-- About this exercise --
Each entry needs to be copied exactly, with nothing left out.

-- Data for the task --
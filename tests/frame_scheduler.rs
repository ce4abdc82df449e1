mod tests {
    use embassy_time::{Duration, Instant};
    use strip_animator::{
        AnimationEngine, ButtonEvent, EngineConfig, EntropySource, FrameScheduler, InputQueue,
        OutputDriver, ProgramId, Rgb,
    };

    struct FixedEntropy;

    impl EntropySource for FixedEntropy {
        fn read_noise(&mut self) -> u32 {
            0x1234
        }
    }

    #[derive(Default)]
    struct RecordingDriver {
        frames: Vec<Vec<Rgb>>,
    }

    impl OutputDriver for RecordingDriver {
        fn write(&mut self, colors: &[Rgb]) {
            self.frames.push(colors.to_vec());
        }
    }

    fn at(millis: u64) -> Instant {
        Instant::from_millis(millis)
    }

    #[test]
    fn test_tick_writes_one_frame() {
        let queue: InputQueue<4> = InputQueue::new();
        let engine: AnimationEngine<FixedEntropy, 6, 6> =
            AnimationEngine::new(FixedEntropy, EngineConfig::default());
        let mut scheduler = FrameScheduler::new(engine, RecordingDriver::default(), queue.receiver());

        let result = scheduler.tick(at(0));
        assert_eq!(result.next_deadline, at(1));
        assert_eq!(result.sleep_duration, Duration::from_millis(1));

        let frames = &scheduler.output().frames;
        assert_eq!(frames.len(), 1);
        assert_eq!(frames[0].len(), 6);
        assert_eq!(frames[0].as_slice(), scheduler.engine().pixels().as_slice());
    }

    #[test]
    fn test_queued_presses_switch_programs() {
        let queue: InputQueue<4> = InputQueue::new();
        let engine: AnimationEngine<FixedEntropy, 6, 6> =
            AnimationEngine::new(FixedEntropy, EngineConfig::default());
        let mut scheduler = FrameScheduler::new(engine, RecordingDriver::default(), queue.receiver());

        scheduler.tick(at(0));
        assert_eq!(scheduler.engine().current_program(), ProgramId::RandomFill);

        let sender = queue.sender();
        sender.try_send(ButtonEvent::Pressed).unwrap();
        sender.try_send(ButtonEvent::Pressed).unwrap();
        scheduler.tick(at(1));

        assert_eq!(scheduler.engine().current_program(), ProgramId::PulseFade);
        assert!(!scheduler.engine().machine().needs_entry());
        assert!(queue.try_receive().is_err());
    }

    #[test]
    fn test_skips_backlog_after_stall() {
        let queue: InputQueue<1> = InputQueue::new();
        let config = EngineConfig::with_programs(&[ProgramId::Off]);
        let engine: AnimationEngine<FixedEntropy, 4, 2> = AnimationEngine::new(FixedEntropy, config);
        let mut scheduler = FrameScheduler::with_frame_duration(
            engine,
            RecordingDriver::default(),
            queue.receiver(),
            Duration::from_millis(10),
        );

        let result = scheduler.tick(at(0));
        assert_eq!(result.next_deadline, at(10));

        // Late but within two frames: keep the cadence
        let result = scheduler.tick(at(25));
        assert_eq!(result.next_deadline, at(20));
        assert_eq!(result.sleep_duration, Duration::from_millis(0));

        // Stalled well past the deadline: restart the cadence from now
        let result = scheduler.tick(at(500));
        assert_eq!(result.next_deadline, at(510));
        assert_eq!(result.sleep_duration, Duration::from_millis(10));

        scheduler.engine_mut().next_program();
        assert_eq!(scheduler.engine().current_program(), ProgramId::Off);
        assert_eq!(scheduler.output().frames.len(), 3);
    }
}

-- Task output --
filename tests/frame_scheduler.rs
repository ce4abdc82df449e1
mod tests {
    use embassy_time::{Duration, Instant};
    use strip_animator::{
        AnimationEngine, ButtonEvent, EngineConfig, EntropySource, FrameScheduler, InputQueue,
        OutputDriver, ProgramId, Rgb,
    };

    struct FixedEntropy;

    impl EntropySource for FixedEntropy {
        fn read_noise(&mut self) -> u32 {
            0x1234
        }
    }

    #[derive(Default)]
    struct RecordingDriver {
        frames: Vec<Vec<Rgb>>,
    }

    impl OutputDriver for RecordingDriver {
        fn write(&mut self, colors: &[Rgb]) {
            self.frames.push(colors.to_vec());
        }
    }

    fn at(millis: u64) -> Instant {
        Instant::from_millis(millis)
    }

    #[test]
    fn test_tick_writes_one_frame() {
        let queue: InputQueue<4> = InputQueue::new();
        let engine: AnimationEngine<FixedEntropy, 6, 6> =
            AnimationEngine::new(FixedEntropy, EngineConfig::default());
        let mut scheduler = FrameScheduler::new(engine, RecordingDriver::default(), queue.receiver());

        let result = scheduler.tick(at(0));
        assert_eq!(result.next_deadline, at(1));
        assert_eq!(result.sleep_duration, Duration::from_millis(1));

        let frames = &scheduler.output().frames;
        assert_eq!(frames.len(), 1);
        assert_eq!(frames[0].len(), 6);
        assert_eq!(frames[0].as_slice(), scheduler.engine().pixels().as_slice());
    }

    #[test]
    fn test_queued_presses_switch_programs() {
        let queue: InputQueue<4> = InputQueue::new();
        let engine: AnimationEngine<FixedEntropy, 6, 6> =
            AnimationEngine::new(FixedEntropy, EngineConfig::default());
        let mut scheduler = FrameScheduler::new(engine, RecordingDriver::default(), queue.receiver());

        scheduler.tick(at(0));
        assert_eq!(scheduler.engine().current_program(), ProgramId::RandomFill);

        let sender = queue.sender();
        sender.try_send(ButtonEvent::Pressed).unwrap();
        sender.try_send(ButtonEvent::Pressed).unwrap();
        scheduler.tick(at(1));

        assert_eq!(scheduler.engine().current_program(), ProgramId::PulseFade);
        assert!(!scheduler.engine().machine().needs_entry());
        assert!(queue.try_receive().is_err());
    }

    #[test]
    fn test_skips_backlog_after_stall() {
        let queue: InputQueue<1> = InputQueue::new();
        let config = EngineConfig::with_programs(&[ProgramId::Off]);
        let engine: AnimationEngine<FixedEntropy, 4, 2> = AnimationEngine::new(FixedEntropy, config);
        let mut scheduler = FrameScheduler::with_frame_duration(
            engine,
            RecordingDriver::default(),
            queue.receiver(),
            Duration::from_millis(10),
        );

        let result = scheduler.tick(at(0));
        assert_eq!(result.next_deadline, at(10));

        // Late but within two frames: keep the cadence
        let result = scheduler.tick(at(25));
        assert_eq!(result.next_deadline, at(20));
        assert_eq!(result.sleep_duration, Duration::from_millis(0));

        // Stalled well past the deadline: restart the cadence from now
        let result = scheduler.tick(at(500));
        assert_eq!(result.next_deadline, at(510));
        assert_eq!(result.sleep_duration, Duration::from_millis(10));

        scheduler.engine_mut().next_program();
        assert_eq!(scheduler.engine().current_program(), ProgramId::Off);
        assert_eq!(scheduler.output().frames.len(), 3);
    }
}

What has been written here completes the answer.